Our third unexpected finding is that the combined effects of SAA enrichment and oxidation promote the release of HDL proteins, including SAA and apoA-I. For example, copper-oxidized HDL shows spontaneous protein release under ambient conditions from SAA-enriched particles, but not native particles (Fig. 2C, D). Similarly, studies employing various perturbations that mimic HDL remodeling in vivo, including Gdn HCl, CETP, or incubation at 37°C, revealed that the combined effects of SAA enrichment and mild oxidation shift the population distribution from the HDL-bound to free proteins (Figs. 7, 8; supplemental Fig. S9). Mass spectrometry analysis suggests that this shift is associated with the Met(O) formation (supplemental Fig. S3). Enhanced apolipoprotein dissociation from the lipid surface upon Met oxidation was previously observed in other HDL proteins, apoA-I and apoA-II, and was attributed to the formation of polar Met(O) in the apolar lipid-binding faces of the amphipathic α-helices in these proteins, diminishing their affinity for lipid (46). SAA contains two conserved Met located in the apolar face of an amphipathic α-helix, h1 (residues 1-27), that is proposed to bind HDL (26). We hypothesize that oxidation of these Met contributes to the observed shift from HDL-bound to free SAA. Thus, Met oxidation enhances the release of a fraction of free monomeric SAA and apoA-I, while the cross-linked proteins are retained on the HDL surface (Fig. 7).

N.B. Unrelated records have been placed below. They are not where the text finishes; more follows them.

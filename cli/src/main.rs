//! `airport-sim`: run one airport simulation from the command line.

use airport_simulator_core_rs::{
    RunFailure, SimulationConfig, SimulationEngine, SimulationError, SimulationResult,
};
use clap::Parser;
use std::fs;
use std::path::PathBuf;
use std::process::ExitCode;
use thiserror::Error;
use tracing_subscriber::EnvFilter;

/// Airport passenger-flow simulator
#[derive(Parser, Debug)]
#[command(name = "airport-sim", version, about = "Discrete-event simulation of passengers flowing through airport zones.")]
struct Cli {
    /// Path to a JSON config file (defaults to the reference airport)
    #[arg(short, long)]
    config: Option<PathBuf>,

    /// Override the arrival rate (passengers per minute)
    #[arg(long)]
    arrival_rate: Option<f64>,

    /// Override the simulated duration (minutes)
    #[arg(long)]
    duration: Option<f64>,

    /// Override the RNG seed
    #[arg(long)]
    seed: Option<u64>,

    /// Print the result as JSON instead of a table
    #[arg(long)]
    json: bool,

    /// Raise log verbosity (-v info, -vv debug, -vvv trace)
    #[arg(short, long, action = clap::ArgAction::Count)]
    verbose: u8,
}

#[derive(Debug, Error)]
enum CliError {
    #[error("cannot read config {path}: {source}")]
    ReadConfig {
        path: PathBuf,
        source: std::io::Error,
    },

    #[error("cannot parse config {path}: {source}")]
    ParseConfig {
        path: PathBuf,
        source: serde_json::Error,
    },

    #[error(transparent)]
    Simulation(#[from] SimulationError),

    #[error(transparent)]
    Run(#[from] RunFailure),

    #[error("cannot encode result: {0}")]
    Encode(#[from] serde_json::Error),
}

fn main() -> ExitCode {
    let cli = Cli::parse();
    init_logging(cli.verbose);

    match run(&cli) {
        Ok(()) => ExitCode::SUCCESS,
        Err(e) => {
            tracing::error!("{}", e);
            eprintln!("error: {}", e);
            ExitCode::FAILURE
        }
    }
}

fn init_logging(verbose: u8) {
    let level = match verbose {
        0 => "warn",
        1 => "info",
        2 => "debug",
        _ => "trace",
    };
    let filter = EnvFilter::try_from_default_env().unwrap_or_else(|_| EnvFilter::new(level));
    tracing_subscriber::fmt()
        .with_env_filter(filter)
        .with_writer(std::io::stderr)
        .init();
}

fn run(cli: &Cli) -> Result<(), CliError> {
    let config = load_config(cli)?;
    tracing::info!(
        arrival_rate = config.arrival_rate,
        duration = config.duration,
        seed = config.seed,
        "configuration loaded"
    );

    let mut engine = SimulationEngine::new(config)?;
    let result = engine.run()?;

    if cli.json {
        println!("{}", result.to_json()?);
    } else {
        print_table(&result);
    }
    Ok(())
}

fn load_config(cli: &Cli) -> Result<SimulationConfig, CliError> {
    let mut config = match &cli.config {
        Some(path) => {
            let text = fs::read_to_string(path).map_err(|source| CliError::ReadConfig {
                path: path.clone(),
                source,
            })?;
            serde_json::from_str(&text).map_err(|source| CliError::ParseConfig {
                path: path.clone(),
                source,
            })?
        }
        None => SimulationConfig::default(),
    };

    if let Some(rate) = cli.arrival_rate {
        config.arrival_rate = rate;
    }
    if let Some(duration) = cli.duration {
        config.duration = duration;
    }
    if let Some(seed) = cli.seed {
        config.seed = seed;
    }
    Ok(config)
}

fn print_table(result: &SimulationResult) {
    println!(
        "{:<20} {:>8} {:>8} {:>10} {:>10} {:>10} {:>8}",
        "Zone", "Capacity", "Served", "Avg wait", "Avg serv", "Avg queue", "Util"
    );
    println!("{}", "-".repeat(80));
    for zone in &result.zones {
        println!(
            "{:<20} {:>8} {:>8} {:>10.2} {:>10.2} {:>10.2} {:>7.1}%",
            zone.zone_name,
            zone.capacity,
            zone.total_served,
            zone.avg_wait_time,
            zone.avg_service_time,
            zone.avg_queue_length,
            zone.utilization * 100.0
        );
    }

    let pax = &result.passengers;
    println!();
    println!("Passengers:        {}", pax.total_passengers);
    println!("  completed:       {}", pax.completed_passengers);
    println!("  still in airport: {}", pax.abandoned_passengers);
    println!(
        "  missed flights:  {} ({:.1}%)",
        pax.missed_flights,
        pax.missed_flight_rate * 100.0
    );
    println!("  avg time (min):  {:.2}", pax.avg_time_in_airport);
    println!();
    println!(
        "Simulated {:.1} min{}  config {}",
        result.simulation_time,
        if result.stopped_early { " (stopped early)" } else { "" },
        &result.config_hash[..12.min(result.config_hash.len())]
    );
}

Importantly, the release of SAA from HDL is an obligatory early step in protein misfolding during inflammation-linked AA amyloidosis; similarly, apoA-I release from HDL is thought to be an obligatory early step in apoA-I amyloidosis [(65) and references therein]. In fact, in contrast to HDL-bound apolipoproteins, which are protected by the protein-lipid interactions, free apoA-I and, particularly, SAA form structurally labile metabolically active transient species that are susceptible to proteolytic degradation and misfolding [(65) and references therein]. Therefore, our results suggest that mild oxidation under pro-inflammatory conditions in vivo, which augments the release of SAA and apoA-I from HDL, may contribute to the pathogenesis of AA and apoA-I amyloidoses and may also accelerate the clearance of these oxidized proteins from circulation.